Jimmy Santiago Baca visits FDU the same day his new book is published

By James Neidhardt

February 27, 2019 — Award-winning poet Jimmy Santiago Baca visited Fairleigh Dickinson University’s Florham Campus the same day he launched his new book, an epic poem titled, “When I Walk Through That Door, I Am: An Immigrant Mother’s Quest.” Baca read excerpts from his writing and shared many stories from his life as a convict-turned poet.

“Baca’s stories and poems have much to teach us; his words and his life and way of living help our students see that they are all writers who are able to and need to be sharing what they think,” said Kathryn Douglas, the Florham Campus Director of College Writing.
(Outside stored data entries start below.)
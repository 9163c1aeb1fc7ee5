/*
 * Taint Findings
 *
 * A finding is one tainted argument reaching one sink call. It carries a
 * best-effort trace (seed → sink) for auditors and converts into a generic
 * diagnostic record consumed by the reporting layer.
 */

use serde::{Deserialize, Serialize};

use super::fact::{Fact, TaintFact};
use super::program_point::IcfgNode;
use super::symbol::{SourceLocation, Symbol};

/// Severity levels for findings
#[derive(Debug, Clone, Copy, PartialEq, Eq, Hash, PartialOrd, Ord, Serialize, Deserialize)]
pub enum Severity {
    /// Critical: Immediate security risk
    Critical,
    /// High: Significant security risk
    High,
    /// Medium: Moderate security risk
    Medium,
    /// Low: Minor security risk
    Low,
    /// Info: Informational finding
    Info,
}

impl Severity {
    /// Convert to string
    pub fn as_str(&self) -> &'static str {
        match self {
            Severity::Critical => "CRITICAL",
            Severity::High => "HIGH",
            Severity::Medium => "MEDIUM",
            Severity::Low => "LOW",
            Severity::Info => "INFO",
        }
    }
}

/// One exploded-graph state on a finding's trace
#[derive(Debug, Clone, PartialEq, Eq, Serialize, Deserialize)]
pub struct TraceStep {
    pub node: IcfgNode,
    pub fact: Fact,
    pub location: Option<SourceLocation>,
}

/// Tainted data reaching a sink argument
#[derive(Debug, Clone, PartialEq, Eq, Serialize, Deserialize)]
pub struct TaintFinding {
    /// Sink method
    pub sink: Symbol,
    /// Zero-based index of the tainted argument
    pub arg_index: usize,
    /// Call-site node invoking the sink
    pub sink_node: IcfgNode,
    /// Fact holding at the sink node that matched the argument
    pub fact: TaintFact,
    /// Seed → sink
    pub trace: Vec<TraceStep>,
    pub severity: Severity,
    pub location: Option<SourceLocation>,
}

impl TaintFinding {
    /// Method containing the sink call
    pub fn method(&self) -> Symbol {
        self.sink_node.method
    }

    /// Render as a generic diagnostic record
    ///
    /// `name_of` maps symbols to display names (usually the symbol index).
    pub fn to_diagnostic(
        &self,
        template: &DiagnosticTemplate,
        name_of: impl Fn(Symbol) -> String,
    ) -> Diagnostic {
        let fact = match &self.fact {
            TaintFact::Path(path) => {
                let mut text = name_of(path.base());
                for field in path.fields() {
                    text.push('.');
                    text.push_str(&name_of(*field));
                }
                text
            }
            TaintFact::ReturnOf(method) => format!("return value of {}", name_of(*method)),
        };

        let origin = self
            .trace
            .first()
            .map(|step| name_of(step.node.method))
            .unwrap_or_else(|| name_of(self.method()));

        Diagnostic {
            id: template.id.clone(),
            title: template.title.clone(),
            message: format!(
                "Untrusted data from '{}' reaches argument {} of '{}' via '{}' in '{}'",
                origin,
                self.arg_index,
                name_of(self.sink),
                fact,
                name_of(self.method()),
            ),
            severity: self.severity,
            source_location: self.location.clone(),
            help_link: template.help_link.clone(),
        }
    }
}

/// Fixed fields copied into every diagnostic
#[derive(Debug, Clone, PartialEq, Eq, Serialize, Deserialize)]
pub struct DiagnosticTemplate {
    pub id: String,
    pub title: String,
    pub help_link: Option<String>,
}

/// Generic diagnostic record for the reporting layer
#[derive(Debug, Clone, PartialEq, Eq, Serialize, Deserialize)]
pub struct Diagnostic {
    pub id: String,
    pub title: String,
    pub message: String,
    pub severity: Severity,
    pub source_location: Option<SourceLocation>,
    pub help_link: Option<String>,
}
//! IFDS solver configuration
//!
//! Every knob the engine reads lives here: worklist budget, worker pool size,
//! access-path k-limiting, flow-function options, trace shape and the fields
//! copied into generic diagnostic records.

use std::path::Path;

use serde::{Deserialize, Serialize};

use super::error::{ConfigError, ConfigResult};
use super::preset::Preset;

/// How a finding's trace is assembled from path edges
#[derive(Debug, Clone, Copy, PartialEq, Eq, Serialize, Deserialize)]
#[serde(rename_all = "lowercase")]
pub enum TraceMode {
    /// Only the states where the tracked fact changes (seed, each rebase)
    Transitions,
    /// Every exploded-graph state on the chosen predecessor chain
    Full,
}

impl Default for TraceMode {
    fn default() -> Self {
        Self::Transitions
    }
}

/// IFDS taint analysis configuration
#[derive(Debug, Clone, PartialEq, Serialize, Deserialize)]
#[serde(default)]
pub struct IFDSConfig {
    /// Maximum processed path edges before the run stops (1..=10_000_000)
    pub max_iterations: usize,

    /// Worker threads draining the worklist (0 = one per core, else 1..=256)
    pub worker_threads: usize,

    /// k-limit on access-path field chains (0..=16)
    pub max_access_path_length: usize,

    /// Assignments kill facts rooted at their target (precision extension, off by default)
    pub strong_updates: bool,

    /// A value applies to a fact only when their field chains overlap,
    /// instead of whenever their bases match
    pub field_sensitive_matching: bool,

    /// Argument taint flows to the result of calls without an analyzable body
    pub opaque_calls_propagate: bool,

    /// Trace assembly mode
    pub trace_mode: TraceMode,

    /// Maximum states kept in one trace (1..=10_000)
    pub max_trace_length: usize,

    /// Diagnostic rule id
    pub diagnostic_id: String,

    /// Diagnostic title
    pub diagnostic_title: String,

    /// Optional help link attached to diagnostics
    pub help_link: Option<String>,
}

impl IFDSConfig {
    /// Create configuration from a preset
    pub fn from_preset(preset: Preset) -> Self {
        let base = Self {
            max_iterations: 1_000_000,
            worker_threads: 0,
            max_access_path_length: 3,
            strong_updates: false,
            field_sensitive_matching: false,
            opaque_calls_propagate: true,
            trace_mode: TraceMode::Transitions,
            max_trace_length: 256,
            diagnostic_id: "TAINT001".to_string(),
            diagnostic_title: "Untrusted data reaches a sensitive operation".to_string(),
            help_link: None,
        };

        match preset {
            Preset::Fast => Self {
                max_iterations: 100_000,
                max_access_path_length: 2,
                max_trace_length: 64,
                ..base
            },
            Preset::Balanced | Preset::Custom => base,
            Preset::Thorough => Self {
                max_iterations: 10_000_000,
                max_access_path_length: 5,
                strong_updates: true,
                field_sensitive_matching: true,
                trace_mode: TraceMode::Full,
                max_trace_length: 4096,
                ..base
            },
        }
    }

    /// Validate configuration
    pub fn validate(&self) -> ConfigResult<()> {
        if self.max_iterations == 0 || self.max_iterations > 10_000_000 {
            return Err(ConfigError::range_with_hint(
                "max_iterations",
                self.max_iterations,
                1,
                10_000_000,
                "The worklist budget must be finite and non-zero",
            ));
        }

        if self.worker_threads > 256 {
            return Err(ConfigError::range_with_hint(
                "worker_threads",
                self.worker_threads,
                0,
                256,
                "Use 0 for one worker per core",
            ));
        }

        if self.max_access_path_length > 16 {
            return Err(ConfigError::range_with_hint(
                "max_access_path_length",
                self.max_access_path_length,
                0,
                16,
                "Field chains are k-limited; long chains explode the fact domain",
            ));
        }

        if self.max_trace_length == 0 || self.max_trace_length > 10_000 {
            return Err(ConfigError::range_with_hint(
                "max_trace_length",
                self.max_trace_length,
                1,
                10_000,
                "A trace needs at least the sink state",
            ));
        }

        if self.diagnostic_id.trim().is_empty() {
            return Err(ConfigError::Validation(
                "diagnostic_id must not be empty".to_string(),
            ));
        }

        Ok(())
    }

    /// Worker count after resolving `0` to the number of cores
    pub fn effective_worker_threads(&self) -> usize {
        if self.worker_threads == 0 {
            num_cpus::get().max(1)
        } else {
            self.worker_threads
        }
    }

    /// Builder: Set max_iterations
    pub fn max_iterations(mut self, v: usize) -> Self {
        self.max_iterations = v;
        self
    }

    /// Builder: Set worker_threads
    pub fn worker_threads(mut self, v: usize) -> Self {
        self.worker_threads = v;
        self
    }

    /// Builder: Set max_access_path_length
    pub fn max_access_path_length(mut self, v: usize) -> Self {
        self.max_access_path_length = v;
        self
    }

    /// Builder: Set strong_updates
    pub fn strong_updates(mut self, v: bool) -> Self {
        self.strong_updates = v;
        self
    }

    /// Builder: Set field_sensitive_matching
    pub fn field_sensitive_matching(mut self, v: bool) -> Self {
        self.field_sensitive_matching = v;
        self
    }

    /// Builder: Set opaque_calls_propagate
    pub fn opaque_calls_propagate(mut self, v: bool) -> Self {
        self.opaque_calls_propagate = v;
        self
    }

    /// Builder: Set trace_mode
    pub fn trace_mode(mut self, v: TraceMode) -> Self {
        self.trace_mode = v;
        self
    }

    /// Builder: Set max_trace_length
    pub fn max_trace_length(mut self, v: usize) -> Self {
        self.max_trace_length = v;
        self
    }

    /// Builder: Set help_link
    pub fn help_link(mut self, v: impl Into<String>) -> Self {
        self.help_link = Some(v.into());
        self
    }

    /// Parse a `version: 1` YAML document and validate the result
    pub fn from_yaml_str(yaml: &str) -> ConfigResult<Self> {
        let doc: IFDSConfigDocumentV1 = serde_yaml::from_str(yaml)?;

        match doc.version {
            None => return Err(ConfigError::MissingVersion),
            Some(1) => {}
            Some(found) => {
                return Err(ConfigError::UnsupportedVersion {
                    found,
                    supported: vec![1],
                })
            }
        }

        let preset = match doc.preset {
            Some(name) => Preset::from_str(&name).map_err(|_| ConfigError::UnknownPreset(name))?,
            None => Preset::default(),
        };

        let mut config = Self::from_preset(preset);
        if let Some(patch) = doc.ifds {
            patch.apply(&mut config);
        }

        config.validate()?;
        Ok(config)
    }

    /// Read and parse a YAML configuration file
    pub fn from_yaml_file(path: impl AsRef<Path>) -> ConfigResult<Self> {
        let content = std::fs::read_to_string(path)?;
        Self::from_yaml_str(&content)
    }

    /// Export as pretty JSON (for provenance in reports)
    pub fn to_json(&self) -> ConfigResult<String> {
        Ok(serde_json::to_string_pretty(self)?)
    }
}

impl Default for IFDSConfig {
    fn default() -> Self {
        Self::from_preset(Preset::Balanced)
    }
}

/// YAML document, schema v1
#[derive(Debug, Deserialize)]
#[serde(deny_unknown_fields)]
struct IFDSConfigDocumentV1 {
    version: Option<u32>,
    preset: Option<String>,
    ifds: Option<IFDSConfigPatch>,
}

/// Partial override applied on top of a preset
#[derive(Debug, Default, Deserialize)]
#[serde(deny_unknown_fields)]
struct IFDSConfigPatch {
    max_iterations: Option<usize>,
    worker_threads: Option<usize>,
    max_access_path_length: Option<usize>,
    strong_updates: Option<bool>,
    field_sensitive_matching: Option<bool>,
    opaque_calls_propagate: Option<bool>,
    trace_mode: Option<TraceMode>,
    max_trace_length: Option<usize>,
    diagnostic_id: Option<String>,
    diagnostic_title: Option<String>,
    help_link: Option<String>,
}

impl IFDSConfigPatch {
    fn apply(self, config: &mut IFDSConfig) {
        if let Some(v) = self.max_iterations {
            config.max_iterations = v;
        }
        if let Some(v) = self.worker_threads {
            config.worker_threads = v;
        }
        if let Some(v) = self.max_access_path_length {
            config.max_access_path_length = v;
        }
        if let Some(v) = self.strong_updates {
            config.strong_updates = v;
        }
        if let Some(v) = self.field_sensitive_matching {
            config.field_sensitive_matching = v;
        }
        if let Some(v) = self.opaque_calls_propagate {
            config.opaque_calls_propagate = v;
        }
        if let Some(v) = self.trace_mode {
            config.trace_mode = v;
        }
        if let Some(v) = self.max_trace_length {
            config.max_trace_length = v;
        }
        if let Some(v) = self.diagnostic_id {
            config.diagnostic_id = v;
        }
        if let Some(v) = self.diagnostic_title {
            config.diagnostic_title = v;
        }
        if self.help_link.is_some() {
            config.help_link = self.help_link;
        }
    }
}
Jimmy Baca spoke to a group of students in Lenfell Hall. (Photo by Brandon Siavichay)

Baca began by speaking on his life as a writer.

“The reality of being a poet is you probably have to go to prison,” he said, drawing laughs from the audience.    

“If you have a kid who doesn’t have any language, but experiences alcoholism, drug addiction, abuse, despair, betrayal —all the things that children [experience] when they have a dysfunctional family . . . and all of a sudden, that kid meets language? Holy mackerel! There you got a Malcolm X,” said Baca.

Baca went on to tell of how he learned to read and write in English while he was in prison, a story familiar to many students in the audience who have been reading Baca’s memoir “A Place to Stand” as part of their English curriculum at FDU. Baca even borrowed and read from a student’s copy of the memoir.

Jimmy Baca read from his book “A Place to Stand.” (Photo by Brandon Siavichay)

In addition, he read from his new epic poem, which was released by Beacon Press on that day. He shared some of the inspiration behind the writing of the book, which follows an El Salvadorian mother who travels to the United States after her husband’s murder and who suffers at the hands of ICE.

Baca said the book was “based on a million true stories,” and noted its significance.

“Rarely do they publish a pocketbook like this,” he said. “Today was the launch day, and it’s all over the United States.”

After the reading, Baca answered questions from several students, including one who asked what advice he had for a young poet.

“Write,” Baca replied, before adding, “if you want your life to be yours, then make it your life.”

This was Baca’s second visit to the Florham Campus this academic year. When he last visited in November 2018, 500 students showed up, but that visit had to be cut short due to snow.